From our June 2016 issue.

The park’s car-free (for visitors, anyway) island outpost in Penobscot Bay is low on traffic and amenities, big on tranquility. Quiet beaches and ponds are as much a draw as the 540-foot Mount Champlain that gives the rugged “high island” its name.


Acadia-Isle-au-Haut
Isle au Haut Light

Isle au Haut Light

Sometimes called Robinson Point Light, it’s among Maine’s most rarely glimpsed lighthouses, best viewed from the mail boat on its return trip. The keeper’s house is a B&B — the island’s only lodging and the only way to get the postcard view from the white wooden gangway. 207-335-2990 keepershouse.com

Cliff Trail

The coast-hugging, sporadically steep Cliff Trail packs several gasp-inducing overlooks into just .7 mile (make it a 3ish-mile loop with the similarly dramatic Western Head Trail). Waves pound tall granite outcroppings, but at low tide, you can scamper onto a tiny picnic island called Western Ear.

Duck Harbor Campground

Among the most desirable camping experiences in the National Park system: between mid-May and mid-October, no more than 30 nightly campers share five lean-tos (with hand-pumped water and composting toilets), steps away from trails and rocky beaches. Reserve early by mail. nps.gov/acad/planyourvisit/duckharbor.htm

The Mail Boat

It’s a 45-minute ride from Stonington to the Isle au Haut town dock — plenty of time to make friends among the crates and cargo on the snug mail-boat-cum-ferry.

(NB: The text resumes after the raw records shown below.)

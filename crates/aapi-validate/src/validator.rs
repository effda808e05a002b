//! # Message Validator
//!
//! Binds a parsed document to payload validation keyed by message id or
//! name. Validation is synchronous and touches no shared mutable state, so
//! one validator can be cloned into any number of tasks.

use std::sync::Arc;

use aapi_parser::{AsyncApiDocument, Message};
use serde_json::Value;

use crate::engine::{errors_text, SchemaEngine};
use crate::error::ValidateError;

/// Validates payloads against the messages of one AsyncAPI document.
///
/// Cloning is cheap; clones share the document.
#[derive(Debug, Clone)]
pub struct MessageValidator {
    document: Arc<AsyncApiDocument>,
    engine: SchemaEngine,
}

impl MessageValidator {
    /// Wrap a successfully parsed document.
    pub fn new(document: AsyncApiDocument) -> Self {
        Self {
            document: Arc::new(document),
            engine: SchemaEngine,
        }
    }

    pub fn document(&self) -> &AsyncApiDocument {
        &self.document
    }

    /// First message, in declaration order, whose id or name equals `key`.
    pub fn find_message(&self, key: &str) -> Option<&Message> {
        self.document.messages().iter().find(|m| m.matches(key))
    }

    /// Validate `payload` against the schema of the message `key`.
    ///
    /// Messages without a payload schema accept any payload. The schema is
    /// compiled on every call.
    ///
    /// # Errors
    ///
    /// - [`ValidateError::MessageNotFound`] if no message matches `key`.
    /// - [`ValidateError::Invalid`] with every violation if the payload
    ///   does not conform.
    /// - [`ValidateError::SchemaCompile`] if the schema does not compile.
    pub fn validate(&self, key: &str, payload: &Value) -> Result<bool, ValidateError> {
        let Some(message) = self.find_message(key) else {
            tracing::debug!(key, "no message matches key");
            return Err(ValidateError::MessageNotFound { key: key.to_string() });
        };

        let empty = Value::Object(serde_json::Map::new());
        let schema = message.payload().unwrap_or(&empty);

        let compiled = self
            .engine
            .compile(schema, self.document.json())
            .map_err(|reason| ValidateError::SchemaCompile {
                key: key.to_string(),
                reason,
            })?;

        let errors = self.engine.check(&compiled, schema, payload);
        if errors.is_empty() {
            return Ok(true);
        }

        Err(ValidateError::Invalid {
            key: key.to_string(),
            summary: errors_text(&errors),
            errors,
        })
    }

    /// [`validate`](Self::validate) for any serializable payload.
    ///
    /// # Errors
    ///
    /// As [`validate`](Self::validate); a payload that cannot be
    /// represented as JSON is reported as [`ValidateError::Invalid`] at the
    /// root.
    pub fn validate_serialized<T: serde::Serialize>(&self, key: &str, payload: &T) -> Result<bool, ValidateError> {
        match serde_json::to_value(payload) {
            Ok(value) => self.validate(key, &value),
            Err(e) => {
                let record = crate::error::ValidationRecord {
                    instance_path: String::new(),
                    schema_path: String::new(),
                    keyword: "serialize".to_string(),
                    message: format!("cannot be represented as JSON: {e}"),
                };
                Err(ValidateError::Invalid {
                    key: key.to_string(),
                    summary: record.to_string(),
                    errors: vec![record],
                })
            }
        }
    }
}
//! Shared fixtures for the resolver integration tests.

#![allow(dead_code)]

use std::path::PathBuf;

use serde_json::{json, Value};

pub fn fixture(name: &str) -> PathBuf {
    PathBuf::from(env!("CARGO_MANIFEST_DIR"))
        .join("tests")
        .join("fixtures")
        .join(name)
}

pub fn read_fixture(name: &str) -> String {
    std::fs::read_to_string(fixture(name)).unwrap()
}

pub const VALID_FIXTURES: [&str; 4] = [
    "valid-schema-3.0.0.yaml",
    "valid-schema-3.0.0.json",
    "valid-schema-2.0.0.yaml",
    "valid-schema-2.0.0.json",
];

pub const INVALID_FIXTURES: [&str; 2] = ["invalid-schema-3.0.0.yaml", "invalid-schema-3.0.0.json"];

pub fn valid_light_payload() -> Value {
    json!({"lumens": 500, "sendAt": "2020-08-06T15:00:00+00:00"})
}

pub fn negative_light_payload() -> Value {
    json!({"lumens": -100, "sendAt": "2020-08-06T15:00:00+00:00"})
}
//! Fetch configuration.
//!
//! Controls how root and referenced documents are retrieved over HTTP.
//! Defaults are suitable for most callers. Override via environment
//! variables or explicit construction.

/// Default request timeout in seconds.
pub const DEFAULT_TIMEOUT_SECS: u64 = 30;

/// HTTP settings used by [`DocumentFetcher`](crate::source::DocumentFetcher).
#[derive(Debug, Clone, PartialEq, Eq)]
pub struct FetchConfig {
    /// Request timeout in seconds.
    pub timeout_secs: u64,
    /// `User-Agent` header sent with every request.
    pub user_agent: String,
}

impl Default for FetchConfig {
    fn default() -> Self {
        Self {
            timeout_secs: DEFAULT_TIMEOUT_SECS,
            user_agent: default_user_agent(),
        }
    }
}

impl FetchConfig {
    /// Load configuration from environment variables.
    ///
    /// Variables:
    /// - `AAPI_FETCH_TIMEOUT_SECS` (default: 30)
    /// - `AAPI_USER_AGENT` (default: `aapi-parser/<version>`)
    ///
    /// Unparseable values fall back to the defaults.
    pub fn from_env() -> Self {
        Self {
            timeout_secs: std::env::var("AAPI_FETCH_TIMEOUT_SECS")
                .ok()
                .and_then(|s| s.parse().ok())
                .unwrap_or(DEFAULT_TIMEOUT_SECS),
            user_agent: std::env::var("AAPI_USER_AGENT").unwrap_or_else(|_| default_user_agent()),
        }
    }
}

fn default_user_agent() -> String {
    format!("aapi-parser/{}", env!("CARGO_PKG_VERSION"))
}
//! # Diagnostics
//!
//! Structured findings produced while parsing an AsyncAPI document.
//!
//! Every failed parse carries at least one diagnostic. The code of the
//! first one routes the failure: [`DiagnosticCode::UncaughtException`]
//! means the input could not be read as a document at all, every other
//! code is a structural (governance) finding on a readable document.

use std::fmt;

use serde::Serialize;

/// Stable classification codes for parse findings.
#[derive(Debug, Clone, Copy, PartialEq, Eq, Hash, Serialize)]
pub enum DiagnosticCode {
    /// The input could not be decoded into a document. Fatal sentinel.
    #[serde(rename = "uncaught exception")]
    UncaughtException,
    /// `asyncapi` field missing, not a string, or an unsupported version.
    #[serde(rename = "asyncapi-is-asyncapi")]
    IsAsyncApi,
    /// `info` object missing or malformed.
    #[serde(rename = "asyncapi-info")]
    Info,
    /// `channels` object missing or malformed.
    #[serde(rename = "asyncapi-channels")]
    Channels,
    /// `components` or `components.messages` malformed.
    #[serde(rename = "asyncapi-components")]
    Components,
    /// Message payload is neither an object nor a boolean schema.
    #[serde(rename = "asyncapi-message-payload")]
    MessagePayload,
    /// Two messages share a `messageId` (2.x only).
    #[serde(rename = "asyncapi2-message-messageId-uniqueness")]
    MessageIdUniqueness,
    /// Unknown or unconvertible `schemaFormat`.
    #[serde(rename = "asyncapi-schema-format")]
    SchemaFormat,
    /// Payload schema does not compile as JSON Schema.
    #[serde(rename = "asyncapi-payload")]
    Payload,
    /// A `$ref` could not be resolved.
    #[serde(rename = "invalid-ref")]
    InvalidRef,
    /// `info.description` missing (recommended ruleset).
    #[serde(rename = "asyncapi-info-description")]
    InfoDescription,
    /// `info.contact` missing (recommended ruleset).
    #[serde(rename = "asyncapi-info-contact")]
    InfoContact,
}

impl DiagnosticCode {
    /// Returns the stable, machine-readable code string.
    #[must_use]
    pub const fn as_str(self) -> &'static str {
        match self {
            Self::UncaughtException => "uncaught exception",
            Self::IsAsyncApi => "asyncapi-is-asyncapi",
            Self::Info => "asyncapi-info",
            Self::Channels => "asyncapi-channels",
            Self::Components => "asyncapi-components",
            Self::MessagePayload => "asyncapi-message-payload",
            Self::MessageIdUniqueness => "asyncapi2-message-messageId-uniqueness",
            Self::SchemaFormat => "asyncapi-schema-format",
            Self::Payload => "asyncapi-payload",
            Self::InvalidRef => "invalid-ref",
            Self::InfoDescription => "asyncapi-info-description",
            Self::InfoContact => "asyncapi-info-contact",
        }
    }

    /// True for the sentinel that marks input which is not a document at all.
    #[must_use]
    pub const fn is_fatal(self) -> bool {
        matches!(self, Self::UncaughtException)
    }
}

impl fmt::Display for DiagnosticCode {
    fn fmt(&self, f: &mut fmt::Formatter<'_>) -> fmt::Result {
        f.write_str(self.as_str())
    }
}

/// Severity of a diagnostic. Only errors prevent a document from being produced.
#[derive(Debug, Clone, Copy, PartialEq, Eq, Hash, PartialOrd, Ord, Serialize)]
#[serde(rename_all = "lowercase")]
pub enum Severity {
    Error,
    Warning,
}

/// A single parse or governance finding.
#[derive(Debug, Clone, PartialEq, Eq, Serialize)]
pub struct Diagnostic {
    /// Stable code for programmatic handling.
    pub code: DiagnosticCode,
    /// Human-readable description.
    pub message: String,
    pub severity: Severity,
    /// JSON path (keys and array indexes) to the offending node.
    pub path: Vec<String>,
    /// Document the finding belongs to, when it is not the root document.
    #[serde(skip_serializing_if = "Option::is_none")]
    pub source: Option<String>,
}

impl Diagnostic {
    /// Error-severity diagnostic at `path`.
    pub fn error(code: DiagnosticCode, message: impl Into<String>, path: &[String]) -> Self {
        Self {
            code,
            message: message.into(),
            severity: Severity::Error,
            path: path.to_vec(),
            source: None,
        }
    }

    /// Warning-severity diagnostic at `path`.
    pub fn warning(code: DiagnosticCode, message: impl Into<String>, path: &[String]) -> Self {
        Self {
            severity: Severity::Warning,
            ..Self::error(code, message, path)
        }
    }

    /// Attach the location of the document the finding came from.
    #[must_use]
    pub fn with_source(mut self, source: impl Into<String>) -> Self {
        self.source = Some(source.into());
        self
    }

    pub fn is_error(&self) -> bool {
        self.severity == Severity::Error
    }

    /// JSON path rendered as `/a/b/0`, or `(root)` for the document itself.
    pub fn pointer(&self) -> String {
        if self.path.is_empty() {
            "(root)".to_string()
        } else {
            format!("/{}", self.path.join("/"))
        }
    }
}

impl fmt::Display for Diagnostic {
    fn fmt(&self, f: &mut fmt::Formatter<'_>) -> fmt::Result {
        write!(f, "{} {}: {}", self.code, self.pointer(), self.message)?;
        if let Some(source) = &self.source {
            write!(f, " ({source})")?;
        }
        Ok(())
    }
}

/// Builds a child JSON path without mutating the parent.
pub(crate) fn child_path(path: &[String], segment: impl Into<String>) -> Vec<String> {
    let mut child = path.to_vec();
    child.push(segment.into());
    child
}
//! # Schema Formats
//!
//! Message payloads may be written in dialects other than the native
//! AsyncAPI schema. A [`SchemaFormat`] plugin recognises one family of
//! `schemaFormat` identifiers and converts payloads into plain JSON Schema.
//!
//! Built in:
//! - [`AsyncApiSchemaFormat`]: native AsyncAPI / JSON Schema, passed through.
//! - [`OpenApiSchemaFormat`]: OpenAPI 3.0 schema objects.

use std::fmt;
use std::sync::Arc;

use serde_json::{Map, Value};

/// Converts payload schemas of one dialect into JSON Schema.
pub trait SchemaFormat: fmt::Debug + Send + Sync {
    /// Short name used in logs.
    fn name(&self) -> &'static str;

    /// Whether this plugin handles the (normalised, lowercase, no
    /// whitespace) `schemaFormat` identifier.
    fn supports(&self, schema_format: &str) -> bool;

    /// Convert `schema` into a JSON Schema value.
    fn to_json_schema(&self, schema: &Value) -> Result<Value, String>;
}

/// Native AsyncAPI schema objects and raw JSON Schema draft-07.
#[derive(Debug, Default, Clone, Copy)]
pub struct AsyncApiSchemaFormat;

impl SchemaFormat for AsyncApiSchemaFormat {
    fn name(&self) -> &'static str {
        "asyncapi"
    }

    fn supports(&self, schema_format: &str) -> bool {
        ["application/vnd.aai.asyncapi", "application/schema"]
            .iter()
            .any(|prefix| {
                schema_format
                    .strip_prefix(prefix)
                    .is_some_and(|rest| matches!(rest.split(';').next(), Some("" | "+json" | "+yaml")))
            })
    }

    fn to_json_schema(&self, schema: &Value) -> Result<Value, String> {
        Ok(schema.clone())
    }
}

/// OpenAPI 3.0.x schema objects.
///
/// `nullable: true` becomes a `"null"` member of `type` (and of `enum`, when
/// present). Boolean `exclusiveMinimum`/`exclusiveMaximum` flags become
/// Draft 7 numeric limits. OpenAPI-only annotations are dropped.
#[derive(Debug, Default, Clone, Copy)]
pub struct OpenApiSchemaFormat;

const OPENAPI_ONLY_KEYWORDS: [&str; 6] = [
    "nullable",
    "discriminator",
    "xml",
    "externalDocs",
    "example",
    "deprecated",
];

impl SchemaFormat for OpenApiSchemaFormat {
    fn name(&self) -> &'static str {
        "openapi"
    }

    fn supports(&self, schema_format: &str) -> bool {
        schema_format
            .strip_prefix("application/vnd.oai.openapi")
            .is_some_and(|rest| {
                let (media, version) = rest.split_once(";version=").unwrap_or((rest, "3.0.0"));
                matches!(media, "" | "+json" | "+yaml") && version.starts_with("3.0")
            })
    }

    fn to_json_schema(&self, schema: &Value) -> Result<Value, String> {
        Ok(convert_openapi(schema))
    }
}

fn convert_openapi(schema: &Value) -> Value {
    let Value::Object(map) = schema else {
        return schema.clone();
    };

    let mut out = Map::with_capacity(map.len());
    for (key, value) in map {
        if OPENAPI_ONLY_KEYWORDS.contains(&key.as_str()) {
            continue;
        }
        let converted = match key.as_str() {
            "exclusiveMinimum" | "exclusiveMaximum" => continue,
            "properties" | "patternProperties" | "definitions" | "$defs" => match value {
                Value::Object(props) => Value::Object(
                    props
                        .iter()
                        .map(|(name, sub)| (name.clone(), convert_openapi(sub)))
                        .collect(),
                ),
                other => other.clone(),
            },
            "items" | "additionalProperties" | "not" => convert_openapi(value),
            "allOf" | "anyOf" | "oneOf" => match value {
                Value::Array(subs) => Value::Array(subs.iter().map(convert_openapi).collect()),
                other => other.clone(),
            },
            _ => value.clone(),
        };
        out.insert(key.clone(), converted);
    }

    exclusive_bound(map, &mut out, "minimum", "exclusiveMinimum");
    exclusive_bound(map, &mut out, "maximum", "exclusiveMaximum");

    if map.get("nullable") == Some(&Value::Bool(true)) {
        if let Some(Value::String(ty)) = out.get("type").cloned() {
            out.insert("type".into(), Value::Array(vec![Value::String(ty), "null".into()]));
        }
        if let Some(Value::Array(options)) = out.get_mut("enum") {
            if !options.contains(&Value::Null) {
                options.push(Value::Null);
            }
        }
    }

    Value::Object(out)
}

/// OpenAPI 3.0 flags an inclusive bound as exclusive with a boolean;
/// Draft 7 wants the limit itself under the exclusive keyword.
fn exclusive_bound(source: &Map<String, Value>, out: &mut Map<String, Value>, bound: &str, exclusive: &str) {
    match source.get(exclusive) {
        Some(Value::Bool(true)) => {
            if let Some(limit) = out.remove(bound) {
                out.insert(exclusive.to_string(), limit);
            }
        }
        Some(Value::Bool(false)) | None => {}
        // Already a Draft 6+ numeric limit.
        Some(other) => {
            out.insert(exclusive.to_string(), other.clone());
        }
    }
}

/// Registered schema-format plugins, consulted in registration order.
#[derive(Debug, Clone)]
pub struct SchemaFormats {
    plugins: Vec<Arc<dyn SchemaFormat>>,
}

impl Default for SchemaFormats {
    /// Native formats plus the OpenAPI plugin.
    fn default() -> Self {
        Self::native().with(OpenApiSchemaFormat)
    }
}

impl SchemaFormats {
    /// Only the native AsyncAPI / JSON Schema formats.
    pub fn native() -> Self {
        Self {
            plugins: vec![Arc::new(AsyncApiSchemaFormat)],
        }
    }

    /// Register an additional plugin.
    #[must_use]
    pub fn with(mut self, plugin: impl SchemaFormat + 'static) -> Self {
        self.plugins.push(Arc::new(plugin));
        self
    }

    /// Find the plugin for a raw `schemaFormat` value.
    pub fn find(&self, schema_format: &str) -> Option<&dyn SchemaFormat> {
        let normalized = normalize_format(schema_format);
        self.plugins
            .iter()
            .find(|plugin| plugin.supports(&normalized))
            .map(|plugin| plugin.as_ref())
    }
}

fn normalize_format(schema_format: &str) -> String {
    schema_format
        .chars()
        .filter(|c| !c.is_whitespace())
        .collect::<String>()
        .to_ascii_lowercase()
}

/// The format assumed when a message does not declare one.
pub fn default_schema_format(asyncapi_version: &str) -> String {
    format!("application/vnd.aai.asyncapi;version={asyncapi_version}")
}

Schedules vary seasonally; the trip, through spruce-and-granite former quarry islands, is scenic any time of year. isleauhaut.com

Photographs: (Top) The Cliff Trail on Isle au Haut accesses dramatic granite bluffs at deep cove, Tom Blagden Jr., from Acadia National Park: A Centennial Celebration; Benjamin Williamson (lighthouse)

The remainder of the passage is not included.